Мы в своем Советском Союзе с печным отоплением жили по-другому, а они по-этакому, и «Оттепель» хороша тем, что она эту кашу не то чтобы расхлебывает, нет, но она ее хотя бы не игнорирует. Подразумевает. В предыдущих «Стилягах» Тодоровского комсомольцы, строители всяких Днепрогэсов, прямо объявлялись уродами, а «золотая молодежь» всяко героизировалась. Что приводило к противоречию, неприятному и явному для объективного наблюдателя: ладно, серые, строчевышитые; но они, серые, страну вышили, войну отстрочили, вы-то, красавы, чего можете предъявить, кроме узких штанов, рока на рентгене и умного, циничного папы-дипломата? В «Оттепели» этот грозный вопрос озвучен, разумеется, мерзким следователем и ревнивой женой, но, значит, авторами, как минимум, не проигнорирован. 

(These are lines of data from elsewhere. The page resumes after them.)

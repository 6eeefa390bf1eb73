//! Durable SQLite-backed instruction broker
//!
//! Instructions are rows in an `instructions` table; a pop is a single
//! `DELETE ... RETURNING` of the oldest row, which SQLite executes
//! atomically, so concurrent consumers never receive the same row. The
//! blocking pop polls the table with a small exponential backoff until the
//! timeout elapses.

use std::time::Duration;

use async_trait::async_trait;
use chrono::Utc;
use sqlx::SqlitePool;
use tracing::{debug, warn};

use application::error::ApplicationError;
use application::ports::InstructionBroker;
use domain::{Backoff, Instruction};

/// Poll floor between probes of an empty queue
const POLL_INITIAL: Duration = Duration::from_millis(10);
/// Poll ceiling between probes of an empty queue
const POLL_CEILING: Duration = Duration::from_millis(250);
/// Poll growth factor
const POLL_FACTOR: f64 = 1.5;

/// Durable instruction broker backed by SQLite (via sqlx)
#[derive(Clone)]
pub struct SqliteBroker {
    pool: SqlitePool,
}

impl std::fmt::Debug for SqliteBroker {
    fn fmt(&self, f: &mut std::fmt::Formatter<'_>) -> std::fmt::Result {
        f.debug_struct("SqliteBroker").finish_non_exhaustive()
    }
}

impl SqliteBroker {
    /// Create a broker over the shared pool
    #[must_use]
    pub const fn new(pool: SqlitePool) -> Self {
        Self { pool }
    }

    /// Atomically take the oldest raw instruction, if any
    async fn take_oldest(&self) -> Result<Option<String>, ApplicationError> {
        sqlx::query_scalar(
            "DELETE FROM instructions
             WHERE id = (SELECT id FROM instructions ORDER BY id LIMIT 1)
             RETURNING instruction",
        )
        .fetch_optional(&self.pool)
        .await
        .map_err(|e| ApplicationError::Broker(e.to_string()))
    }
}

#[async_trait]
impl InstructionBroker for SqliteBroker {
    async fn push(&self, instruction: Instruction) -> Result<(), ApplicationError> {
        sqlx::query("INSERT INTO instructions (instruction, created_at) VALUES ($1, $2)")
            .bind(instruction.to_string())
            .bind(Utc::now().to_rfc3339())
            .execute(&self.pool)
            .await
            .map_err(|e| ApplicationError::Broker(e.to_string()))?;
        debug!(%instruction, "instruction queued");
        Ok(())
    }

    async fn pop(&self, timeout: Duration) -> Result<Option<Instruction>, ApplicationError> {
        let deadline = tokio::time::Instant::now() + timeout;
        let mut backoff = Backoff::new(POLL_INITIAL, POLL_CEILING);
        loop {
            if let Some(raw) = self.take_oldest().await? {
                match raw.parse::<Instruction>() {
                    Ok(instruction) => return Ok(Some(instruction)),
                    Err(e) => {
                        // Drop it and keep draining; the row is already gone.
                        warn!(raw = %raw, error = %e, "dropping malformed instruction");
                        continue;
                    }
                }
            }
            let now = tokio::time::Instant::now();
            if now >= deadline {
                return Ok(None);
            }
            let delay = backoff.next(POLL_FACTOR).min(deadline - now);
            tokio::time::sleep(delay).await;
        }
    }

    async fn depth(&self) -> Result<u64, ApplicationError> {
        let count: i64 = sqlx::query_scalar("SELECT COUNT(*) FROM instructions")
            .fetch_one(&self.pool)
            .await
            .map_err(|e| ApplicationError::Broker(e.to_string()))?;
        #[allow(clippy::cast_sign_loss)]
        Ok(count as u64)
    }
}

Если брать подлинный кинематограф, то мне ответ ясен. Поколение сынков и стиляг, сцементированное Шукшиным, Тарковским и Шпаликовым, в тесной связке с отцами, а то и дедами, принесло нам охапку невероятно важных фильмов. Теперь вопрос: а что из этого хотя бы обозначено в мире, который построили авторы фильма? (В «Заставе Ильича», кстати, мелькают афиши «Сережи» и «Мичмана Панина» — и это точка отсчета). Я понимаю, фильм не документальный. Понимаю: вымысел и обобщение. Но «Карнавальная ночь колхозного бригадира», которую в «Оттепели» тамошние шестидесятники репетируют так вымученно, в реальности давно снята — еще в 50-е. А еще не поднялась бы у меня рука назвать Костю Паршина автором сценария одного плохого фильма. Я же знаю, что по сценариям выпускника Суворовского училища Геннадия Шпаликова, просвечивающего сквозь героя «Оттепели», сняты «Застава Ильича» и «Я шагаю по Москве». Я чуть не каждый день езжу мимо мемориальной доски его на бывшей улице Горького. Я знаю, как тяжело прорывалась «Застава» через наследников Лукича. Но я знаю, что хоть обкорнанная, но прорвалась, и добралась до моего Владивостока. Даже до тамошней студии телевидения, удивительно дальней и потому, наверное, смелой. Показавшей и «Заставу», и «Иваново детство», и «Тени забытых предков», много всего. Даже «Восточный коридор», кто понимает. Даже «Девочку и эхо», за которую теперь точно могут посадить — или послать на правёж к депутату Милонову. 

В том, подлинном Советском Союзе горький пьяница Шпаликов был автором «Я шагаю по Москве», которую смотрели все, «Заставы», над обрезками которой плакала интеллигенция, малозаметной, но прекрасной «Долгой счастливой жизни», а в Советском Союзе «Оттепели» этих фильмов нету и быть не может, потому что Костя Паршин выпрыгнул из окна не в тридцать семь, а сильно до того. Не получив легендарную похвалу Антониони, приз на зарубежном фестивале и самозвание профессионального алкоголика. 

Имхо: такое нельзя выбрасывать, нельзя без ущерба. Не правде жизни, вот уж чего не жалко. Нельзя выбрасывать без ущерба для себя. Потому что если в твоей голове, в твоей реальности Жукова убьют в сорок первом (а чего, хозяин-барин, он же не Жуков, а Буков, и вообще фильм художественный), у тебя чего-то не срастется. Не рванет, не дотянет до рейхстага. До самой-самой зрительской печенки. Нельзя, мне кажется, Шпаликова изымать до срока: это ж из нас, живых, куски выдирать.

А так чего? Хороший фильм. И песня хорошая: «Я думала это весна, а это оттепель».